2. Whether the seller in the secondary market can be the withholding agent for the final withholding tax on income derived from government debt instruments considered deposit substitutes.
3. The validity of BIR Rulings Nos. 370-2011 and DA 378-2011 regarding the taxability of PEACe Bonds.
4. Whether the Bureau of Treasury’s refusal to release the withheld amount despite the Supreme Court’s directive constituted disregard for court orders.

### Court’s Decision:
– The Supreme Court nullified BIR Rulings Nos. 370-2011 and DA 378-2011, reiterating the importance of the 19-lender limit in determining whether a debt instrument is a deposit substitute subject to the 20% final withholding tax.
– The Court clarified that the “20 or more lenders at any one time” criterion should be applied at the time of the original distribution of the government securities, meaning if the PEACe Bonds were sold to 20 or more lenders/investors upon issuance, they would be deemed deposit substitutes.
– The Resolution on the motions for reconsideration and clarification upheld the original decision, emphasizing that the non-compliance with the temporary restraining order by the Bureau of Treasury warranted the payment of legal interest on the withheld amount.

### Doctrine:
The Supreme Court elaborated on the doctrine regarding the determination of whether a debt instrument is considered a “deposit substitute” subject to a 20% final withholding tax, emphasizing the importance of the “20 or more lenders at any one time” requirement under Section 22(Y) of the National Internal Revenue Code.
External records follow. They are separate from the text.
//! Kotlin declarations read from the syntax tree.
//!
//! [`scan`] parses a file with the tree-sitter Kotlin grammar and walks it
//! once.  Class bodies pass their class down the walk so that nested
//! classes get their `Outer.Inner` names, and secondary constructors and
//! member functions know their owner.  Function bodies, lambdas and
//! object literals reset the owner.

use tree_sitter::Node;

use crate::fill::import_edit::ImportScope;
use crate::kotlin::syntax::{self, Grammar};
use crate::kotlin::type_text::{self, TypeSyntax};
use crate::types::{Modality, Origin};

/// What kind of classifier a declaration introduces.
#[derive(Debug, Clone, Copy, PartialEq, Eq)]
pub enum ClassKind {
    Class,
    Interface,
    Enum,
    Object,
}

#[derive(Debug, Clone, PartialEq, Eq)]
pub struct ParamDecl {
    pub name: String,
    /// The type as written, whitespace collapsed.
    pub type_text: String,
    /// `None` when the type node could not be read.
    pub type_syntax: Option<TypeSyntax>,
    pub is_vararg: bool,
    pub has_default: bool,
}

#[derive(Debug, Clone, PartialEq, Eq)]
pub struct ConstructorDecl {
    pub parameters: Vec<ParamDecl>,
    pub is_primary: bool,
}

#[derive(Debug, Clone, PartialEq, Eq)]
pub struct ClassDecl {
    /// Name relative to the package, `Outer.Inner` for nested classes.
    pub name: String,
    pub kind: ClassKind,
    pub modality: Modality,
    pub constructors: Vec<ConstructorDecl>,
    /// Enum entries in declaration order.
    pub enum_entries: Vec<String>,
}

impl ClassDecl {
    pub fn simple_name(&self) -> &str {
        self.name.rsplit('.').next().unwrap_or(&self.name)
    }
}

#[derive(Debug, Clone, PartialEq, Eq)]
pub struct FunctionDecl {
    pub name: String,
    /// Receiver type text of an extension function.
    pub receiver: Option<String>,
    /// Class whose body declares the function.
    pub owner: Option<String>,
    pub parameters: Vec<ParamDecl>,
}

/// Everything the index knows about one file.
#[derive(Debug, Clone, Default, PartialEq, Eq)]
pub struct FileDeclarations {
    pub scope: ImportScope,
    pub classes: Vec<ClassDecl>,
    pub functions: Vec<FunctionDecl>,
    pub origin: Origin,
}

impl FileDeclarations {
    /// Give every class that declares no constructor at all the implicit
    /// no-argument one.
    pub(crate) fn add_default_constructors(&mut self) {
        for class in &mut self.classes {
            if class.kind == ClassKind::Class && class.constructors.is_empty() {
                class.constructors.push(ConstructorDecl {
                    parameters: Vec::new(),
                    is_primary: true,
                });
            }
        }
    }
}

/// Nodes whose contents are not class members.
const LOCAL_SCOPES: &[&str] = &[
    "function_body",
    "lambda_literal",
    "object_literal",
    "anonymous_initializer",
    "property_declaration",
    "getter",
    "setter",
    "block",
    "statements",
];

/// Scan a Kotlin source file.
pub fn scan(source: &str) -> FileDeclarations {
    let mut reader = Reader {
        source,
        decls: FileDeclarations {
            scope: ImportScope::from_source(source),
            ..FileDeclarations::default()
        },
    };
    match syntax::parse(source, Grammar::Kotlin) {
        Some(tree) => reader.visit(tree.root_node(), None),
        None => tracing::warn!("Kotlin source left unindexed"),
    }
    let mut decls = reader.decls;
    decls.add_default_constructors();
    decls
}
The decision also underscored compliance with court orders, particularly directives issued under a temporary restraining order.

### Class Notes:
– Deposit Substitute Criterion: Under Section 22(Y) of the National Internal Revenue Code, a debt instrument becomes a “deposit substitute” if it is obtained from “20 or more individual or corporate lenders at any one time”.
– Withholding Agent: The entity responsible for the withholding of the tax may not strictly be the borrower but could be any person who has control, receipt, custody, or disposal of the income.
– Compliance with Court Orders: Entities are expected to comply with directives issued by the court, including the implementation of temporary restraining orders, with failure to do so resulting in potential penalties including the imposition of legal interest on amounts unjustly withheld.

### Historical Background:
The legal dispute over the PEACe Bonds taxability reflects the complexities of tax law in a rapidly evolving financial market. It underscores the tensions between tax collection efforts by the state and the rights of bondholders, within the broader context of efforts to use innovative financial instruments for public welfare projects.